WeWork co-founder Adam Neumann is remaking himself as a residential kingpin, purchasing stakes in thousands of apartments across the US.
He sees his role as landlord as part of a larger business strategy that’s yet to be revealed, said a person familiar with his holdings. Since Mr Neumann was ousted from WeWork in 2019, he has amassed dozens of investments in start-ups and laid roots for new ventures of his own, said the person, who asked not to be identified because the plans are unfinished.
The billionaire and entities tied to him have purchased stakes in more than 4,000 apartments valued in excess of $1 billion, the person said. Many of the units are located in southern US cities including Atlanta and Miami.
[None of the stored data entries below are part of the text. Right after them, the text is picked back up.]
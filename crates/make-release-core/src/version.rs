//! Version string parsing and next-version computation.
//!
//! Versions are treated as loosely structured text rather than strict semver:
//! a leading `major.minor` pair followed by an optional tail. The tail is
//! classified as a numeric patch component, a prerelease marker (`a`, `b`,
//! `rc`) with a number, or anything else.
//!
//! | Current      | Next     |
//! |--------------|----------|
//! | `1.2`        | `1.3`    |
//! | `1.2.5`      | `1.3.0`  |
//! | `0.0.5`      | `0.0.6`  |
//! | `1.0a1`      | `1.0a2`  |
//! | `1.0.2.post1`| `1.1.0`  |
//! | `1.2.post1`  | `1.3`    |

use std::fmt;
use std::sync::LazyLock;

use regex::Regex;
use thiserror::Error;
use tracing::{debug, instrument};

/// Suffix appended to the next version while development resumes.
pub const DEV_MARKER: &str = ".dev0";

static VERSION_RE: LazyLock<Regex> =
    LazyLock::new(|| Regex::new(r"^([0-9]+)\.([0-9]+)(.*)$").expect("valid version regex"));

static PATCH_RE: LazyLock<Regex> =
    LazyLock::new(|| Regex::new(r"^\.([0-9]+)(.*)$").expect("valid patch regex"));

static PRERELEASE_RE: LazyLock<Regex> =
    LazyLock::new(|| Regex::new(r"^(a|b|rc)([0-9]+)(.*)$").expect("valid prerelease regex"));

/// Errors from version operations.
#[derive(Error, Debug, Clone, PartialEq, Eq)]
pub enum VersionError {
    /// The string does not start with `major.minor`.
    #[error("cannot automatically determine next version from {0:?}")]
    Unrecognized(String),
}

/// Result alias for version operations.
pub type VersionResult<T> = Result<T, VersionError>;

/// Prerelease marker preceding a prerelease number.
#[derive(Debug, Clone, Copy, PartialEq, Eq)]
pub enum PrereleaseMarker {
    /// Alpha (`a`).
    Alpha,
    /// Beta (`b`).
    Beta,
    /// Release candidate (`rc`).
    ReleaseCandidate,
}

impl PrereleaseMarker {
    /// The marker as it appears in a version string.
    pub const fn as_str(self) -> &'static str {
        match self {
            Self::Alpha => "a",
            Self::Beta => "b",
            Self::ReleaseCandidate => "rc",
        }
    }

    fn from_marker(marker: &str) -> Option<Self> {
        match marker {
            "a" => Some(Self::Alpha),
            "b" => Some(Self::Beta),
            "rc" => Some(Self::ReleaseCandidate),
            _ => None,
        }
    }
}

/// Everything after `major.minor`.
///
/// Numeric components are kept as the decimal digits they were written with,
/// so a version of any length parses.
#[derive(Debug, Clone, PartialEq, Eq)]
pub enum VersionTail {
    /// `.patch` optionally followed by a suffix such as `.post1`.
    Patch {
        /// Patch component digits.
        patch: String,
        /// Text following the patch component.
        suffix: String,
    },
    /// A prerelease marker and number, optionally followed by a suffix.
    Prerelease {
        /// The marker (`a`, `b`, `rc`).
        marker: PrereleaseMarker,
        /// Prerelease number digits.
        number: String,
        /// Text following the prerelease number.
        suffix: String,
    },
    /// Empty, or a suffix of no recognized shape.
    Other(String),
}

/// A version parsed into `major.minor` plus a classified tail.
#[derive(Debug, Clone, PartialEq, Eq)]
pub struct VersionString {
    /// Major component digits.
    pub major: String,
    /// Minor component digits.
    pub minor: String,
    /// Remaining text, classified.
    pub tail: VersionTail,
}

impl VersionString {
    /// Parse a version string.
    ///
    /// Fails unless the text starts with `major.minor`.
    pub fn parse(text: &str) -> VersionResult<Self> {
        let unrecognized = || VersionError::Unrecognized(text.to_string());

        let caps = VERSION_RE.captures(text).ok_or_else(unrecognized)?;
        let major = caps[1].to_string();
        let minor = caps[2].to_string();
        let rest = &caps[3];

        // Order matters: patch shapes win over prerelease shapes, which win
        // over the catch-all.
        let tail = if let Some(patch) = PATCH_RE.captures(rest) {
            VersionTail::Patch {
                patch: patch[1].to_string(),
                suffix: patch[2].to_string(),
            }
        } else if let Some(pre) = PRERELEASE_RE.captures(rest) {
            VersionTail::Prerelease {
                marker: PrereleaseMarker::from_marker(&pre[1]).ok_or_else(unrecognized)?,
                number: pre[2].to_string(),
                suffix: pre[3].to_string(),
            }
        } else {
            VersionTail::Other(rest.to_string())
        };

        Ok(Self { major, minor, tail })
    }

    /// Compute the anticipated next version.
    ///
    /// Suffixes after a patch or prerelease component are dropped, as is any
    /// unrecognized tail. Never fails for a parsed version.
    pub fn next(&self) -> String {
        let major = canonical(&self.major);
        let minor = canonical(&self.minor);

        match &self.tail {
            VersionTail::Patch { patch, .. } if major == "0" && minor == "0" => {
                format!("0.0.{}", increment(patch))
            }
            VersionTail::Patch { .. } => format!("{major}.{}.0", increment(minor)),
            VersionTail::Prerelease { marker, number, .. } => {
                format!("{major}.{minor}{}{}", marker.as_str(), increment(number))
            }
            VersionTail::Other(_) => format!("{major}.{}", increment(minor)),
        }
    }
}

impl fmt::Display for VersionString {
    fn fmt(&self, f: &mut fmt::Formatter<'_>) -> fmt::Result {
        write!(f, "{}.{}", self.major, self.minor)?;
        match &self.tail {
            VersionTail::Patch { patch, suffix } => write!(f, ".{patch}{suffix}"),
            VersionTail::Prerelease {
                marker,
                number,
                suffix,
            } => write!(f, "{}{number}{suffix}", marker.as_str()),
            VersionTail::Other(rest) => f.write_str(rest),
        }
    }
}

/// Decimal digits without leading zeros (`"007"` → `"7"`, `"000"` → `"0"`).
fn canonical(digits: &str) -> &str {
    let trimmed = digits.trim_start_matches('0');
    if trimmed.is_empty() { "0" } else { trimmed }
}

/// Add one to a string of decimal digits, carrying as far as needed.
fn increment(digits: &str) -> String {
    let mut out: Vec<char> = canonical(digits).chars().collect();
    for digit in out.iter_mut().rev() {
        if *digit == '9' {
            *digit = '0';
        } else {
            *digit = char::from(*digit as u8 + 1);
            return out.into_iter().collect();
        }
    }
    out.insert(0, '1');
    out.into_iter().collect()
}

/// Guess the next version from the current one.
#[instrument]
pub fn next_version(current: &str) -> VersionResult<String> {
    let next = VersionString::parse(current)?.next();
    debug!(%current, %next, "computed next version");
    Ok(next)
}

/// The in-development version recorded after a release.
pub fn dev_version(next: &str) -> String {
    format!("{next}{DEV_MARKER}")
}

#[cfg(test)]
mod tests {
    use super::*;

    #[test]
    fn bare_major_minor_bumps_minor() {
        assert_eq!(next_version("1.2").unwrap(), "1.3");
        assert_eq!(next_version("0.9").unwrap(), "0.10");
        assert_eq!(next_version("10.0").unwrap(), "10.1");
    }

    #[test]
    fn patch_bumps_minor_and_resets_patch() {
        assert_eq!(next_version("1.2.5").unwrap(), "1.3.0");
        assert_eq!(next_version("0.1.0").unwrap(), "0.2.0");
        assert_eq!(next_version("2.0.17").unwrap(), "2.1.0");
    }

    #[test]
    fn zero_zero_patch_bumps_patch() {
        assert_eq!(next_version("0.0.0").unwrap(), "0.0.1");
        assert_eq!(next_version("0.0.9").unwrap(), "0.0.10");
    }

    #[test]
    fn prerelease_bumps_number() {
        assert_eq!(next_version("1.0a1").unwrap(), "1.0a2");
        assert_eq!(next_version("1.0b9").unwrap(), "1.0b10");
        assert_eq!(next_version("2.3rc1").unwrap(), "2.3rc2");
    }

    #[test]
    fn suffix_after_patch_is_dropped() {
        assert_eq!(next_version("1.0.2.post1").unwrap(), "1.1.0");
        assert_eq!(next_version("0.0.3.post2").unwrap(), "0.0.4");
    }

    #[test]
    fn suffix_after_prerelease_is_dropped() {
        assert_eq!(next_version("1.0rc1.post1").unwrap(), "1.0rc2");
    }

    #[test]
    fn unrecognized_suffix_is_dropped() {
        assert_eq!(next_version("1.2.post1").unwrap(), "1.3");
        assert_eq!(next_version("1.2.dev0").unwrap(), "1.3");
        assert_eq!(next_version("1.2-beta").unwrap(), "1.3");
    }

    #[test]
    fn malformed_versions_fail() {
        for bad in ["", "1", "v1.2", "one.two", ".1.2", "1..2"] {
            assert_eq!(
                next_version(bad),
                Err(VersionError::Unrecognized(bad.to_string())),
                "{bad:?} should be rejected"
            );
        }
    }

    #[test]
    fn components_beyond_machine_integers_still_bump() {
        assert_eq!(next_version("1.2.99999999999999999999").unwrap(), "1.3.0");
        assert_eq!(
            next_version("99999999999999999999.0").unwrap(),
            "99999999999999999999.1"
        );
        assert_eq!(
            next_version("1.18446744073709551615").unwrap(),
            "1.18446744073709551616"
        );
        assert_eq!(next_version("0.0.999").unwrap(), "0.0.1000");
        assert_eq!(next_version("2.0rc99").unwrap(), "2.0rc100");
    }

    #[test]
    fn leading_zeros_are_normalized() {
        assert_eq!(next_version("01.02.3").unwrap(), "1.3.0");
        assert_eq!(next_version("00.00.07").unwrap(), "0.0.8");
        assert_eq!(next_version("1.0a007").unwrap(), "1.0a8");
    }

    #[test]
    fn increment_carries() {
        assert_eq!(increment("0"), "1");
        assert_eq!(increment("19"), "20");
        assert_eq!(increment("999"), "1000");
        assert_eq!(increment("0099"), "100");
    }

    #[test]
    fn parse_classifies_tail() {
        let v = VersionString::parse("1.4.2.post3").unwrap();
        assert_eq!((v.major.as_str(), v.minor.as_str()), ("1", "4"));
        assert_eq!(
            v.tail,
            VersionTail::Patch {
                patch: "2".into(),
                suffix: ".post3".into()
            }
        );

        let v = VersionString::parse("3.1rc4").unwrap();
        assert_eq!(
            v.tail,
            VersionTail::Prerelease {
                marker: PrereleaseMarker::ReleaseCandidate,
                number: "4".into(),
                suffix: String::new()
            }
        );

        let v = VersionString::parse("3.1").unwrap();
        assert_eq!(v.tail, VersionTail::Other(String::new()));
    }

    #[test]
    fn display_round_trips_input() {
        for text in ["1.2", "1.2.3", "1.0a1", "1.0.2.post1", "4.5.dev7", "2.0rc3x"] {
            assert_eq!(VersionString::parse(text).unwrap().to_string(), text);
        }
    }

    #[test]
    fn dev_version_appends_marker() {
        assert_eq!(dev_version("1.3"), "1.3.dev0");
        assert_eq!(dev_version("0.0.2"), "0.0.2.dev0");
    }
}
A spokesman for Mr Neumann declined to comment. The real estate investments were reported by The Wall Street Journal on January 4.
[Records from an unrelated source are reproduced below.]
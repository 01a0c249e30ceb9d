//! Next-version command: print the version that follows a release.

use clap::Args;
use serde::Serialize;
use tracing::{debug, instrument};

use make_release_core::release::ReleaseError;
use make_release_core::version::{dev_version, next_version};

/// Arguments for the `next-version` subcommand.
#[derive(Args, Debug)]
pub struct NextVersionArgs {
    /// Version being released (e.g., "1.2", "1.2.5", "1.0rc1")
    pub version: String,
}

#[derive(Serialize)]
struct NextVersion<'a> {
    version: &'a str,
    next_version: String,
    dev_version: String,
}

/// Print the computed next version.
///
/// Fails with exit code 5 when the version does not start with `major.minor`.
#[instrument(name = "cmd_next_version", skip_all, fields(version = %args.version))]
pub fn cmd_next_version(args: NextVersionArgs, global_json: bool) -> anyhow::Result<()> {
    let next = next_version(&args.version).map_err(ReleaseError::from)?;
    debug!(%next, "computed next version");

    if global_json {
        let report = NextVersion {
            version: &args.version,
            dev_version: dev_version(&next),
            next_version: next,
        };
        println!("{}", serde_json::to_string_pretty(&report)?);
    } else {
        println!("{next}");
    }
    Ok(())
}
“Since the spring of 2020, we have been excited about multifamily apartment living in vibrant cities where a new generation of young people increasingly are choosing to live,” DJ Mauch, a partner at Mr Neumann’s family office, told The Wall Street Journal. “We’re excited to play a role in that future.”
Mr Neumann sought to redesign the modern workplace with WeWork, an office space rental company he started. It eventually became known as much for its failed initial public offering and fleeting $47bn valuation.
At WeWork, Mr Neumann explored an interest in residential spaces with a business called WeLive. The company opened a small number of communal apartments, sort of like college dorms for adults. WeLive didn’t go very far and was closed after the company hit turbulence.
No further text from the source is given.